Normal olarak, bu müdahale protokolleri genellikle yaklaşık 4 ay sürer, ardından iyileşme aşamasında etkilenenlerin kapasitelerinde ve motor becerilerinde bir gelişme gözlemlenmiştir.
Bu nedenle, sanal ortamların nöroplastisiteyi tetikleyebildiği ve bu nedenle felç geçiren kişilerin işlevsel iyileşmesine katkıda bulunduğu gözlemlenmiştir.
Spesifik olarak, farklı deneysel çalışmalar yürüme, kavrama veya denge becerisinde gelişmeler olduğunu bildirmiştir.
Zihinsel uygulama (Bragado Rivas ve Cano-de La Cuerda, 2016)
Metal uygulama veya motor imgeleme süreci, zihinsel düzeyde, yani fiziksel olarak yürütmeden bir hareket yapmaktan oluşur.
Bu süreçte, kas sisteminin büyük bir kısmının hayali hareketin fiziksel olarak yürütülmesiyle ilgili aktivasyonunun indüklendiği keşfedilmiştir.
Bu nedenle, iç temsillerin aktivasyonu kas aktivasyonunu artırabilir ve sonuç olarak hareketi iyileştirebilir veya stabilize edebilir.
Ayna tedavisi
Ayna tekniği veya terapisi, adından da anlaşılacağı gibi, aynanın etkilenen kişinin önünde dikey bir düzleme yerleştirilmesinden oluşur.
Spesifik olarak, hasta felçli veya etkilenmiş uzvunu aynanın arka tarafına ve sağlıklı veya etkilenmemiş uzvunu öne yerleştirmeli ve böylece refleksinin gözlemlenmesine izin vermelidir.
Bu nedenle amaç, etkilenen uzuv hareket halindeyken optik bir illüzyon yaratmaktır. Bu nedenle, bu teknik zihinsel uygulama ilkelerine dayanmaktadır.

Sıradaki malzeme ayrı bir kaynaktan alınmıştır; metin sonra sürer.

//! State and synchronisation engine for a staff-graded assignment widget.
//!
//! The host page hands over one JSON snapshot; [`Widget`] owns everything
//! derived from it and talks to the server through a [`Gateway`].

pub(crate) mod core;
pub mod errors;
pub mod model;
pub mod schemas;
pub mod services;
pub mod store;
pub mod validation;
pub mod widget;

#[cfg(test)]
mod test_support;

use std::sync::Arc;

use anyhow::Context;

pub use errors::{EngineError, GatewayError, ModalError, ModelError, UploadError};
pub use model::{ContentHash, FileList, FileRecord, ModuleId, SelectedFile, Submission};
pub use services::gateway::Gateway;
pub use services::grading::GradingConsole;
pub use services::http_gateway::HttpGateway;
pub use services::modal::{Dialog, ModalCoordinator, ModalState};
pub use services::upload::{UploadCoordinator, UploadState, UploadTarget};
pub use store::SubmissionStore;
pub use widget::Widget;

use crate::core::{config::Settings, telemetry};

/// Headless entry point: loads the snapshot named by `SGA_SNAPSHOT_PATH`,
/// initialises a widget against the configured handlers and prints its view.
pub async fn run() -> anyhow::Result<()> {
    dotenvy::dotenv().ok();

    let settings = Settings::load()?;
    telemetry::init_tracing(&settings)?;
    core::metrics::init(&settings)?;

    let path = settings
        .headless()
        .snapshot_path
        .clone()
        .context("SGA_SNAPSHOT_PATH must point at a widget snapshot")?;
    let data_state = tokio::fs::read_to_string(&path)
        .await
        .with_context(|| format!("Failed to read snapshot {path}"))?;

    let gateway: Arc<dyn Gateway> = Arc::new(HttpGateway::from_settings(settings.gateway())?);
    let staff = settings.headless().staff;
    let mut widget = Widget::initialize(&data_state, staff, gateway)?;

    tracing::info!(
        base_url = %settings.gateway().base_url,
        environment = %settings.runtime().environment.as_str(),
        staff,
        "Widget ready"
    );

    if staff {
        if let Err(err) = widget.open_grading().await {
            tracing::error!(error = %err, "Failed to load grading set");
        }
    }

    let view = widget.view().context("Widget has no submission to render")?;
    println!("{}", serde_json::to_string_pretty(&view)?);

    if let Some(rendered) = core::metrics::render() {
        tracing::info!(metrics = %rendered, "Metrics snapshot");
    }

    Ok(())
}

Farklı klinik raporlar, ayna tedavisinin özellikle motor fonksiyonların iyileşmesinde ve ağrının giderilmesinde olumlu etkiler gösterdiğini göstermiştir.
Elektrostimülasyon (Bayón, 2011).
Transkraniyal manyetik stimülasyon (TMS) tekniği, felçte elektrostimülasyon alanında en yaygın kullanılan yaklaşımlardan biridir.
EMT, etkilenen sinir dokusu alanları üzerinde kafa derisine elektrik darbelerinin uygulanmasına dayanan, invaziv olmayan bir tekniktir.
En son araştırmalar, bu protokolün uygulanmasının felç geçiren insanlarda motor kusurları, afazi ve hatta hemineglect'i iyileştirebildiğini göstermiştir.
Referanslar
- Balmesada, R., Barroso ve Martín, J. ve León-Carrión, J. (2002). Serebrovasküler bozuklukların nöropsikolojik ve davranışsal eksiklikleri. İspanyol Nöropsikoloji Dergisi, 4 (4), 312-330.
- FEI. (2012). İspanya İktus Federasyonu. İctusfederacion.es'den alındı.
- Martínez-Vila, E., Murie Fernández, M., Pagola, I. ve Irimia, P. (2011). Serebrovasküler hastalıklar. Tıp, 10 (72), 4871-4881.
- İnme, NN (2015). İnme: Araştırma Yoluyla Umut. Ninds.nih.gov adresinden kurtarıldı.
- Nörolojik bozukluklar. (bindokuzyüz doksan beş). J. León-Carrión, Manual of Clinical Neuropsychology içinde. Madrid: Siglo Ventiuno Editörleri.
- DSÖ Kardiyovasküler Hastalıklar, Ocak 2015.
- İnme: sosyo-sıhhi bir sorun (Ictus FEI).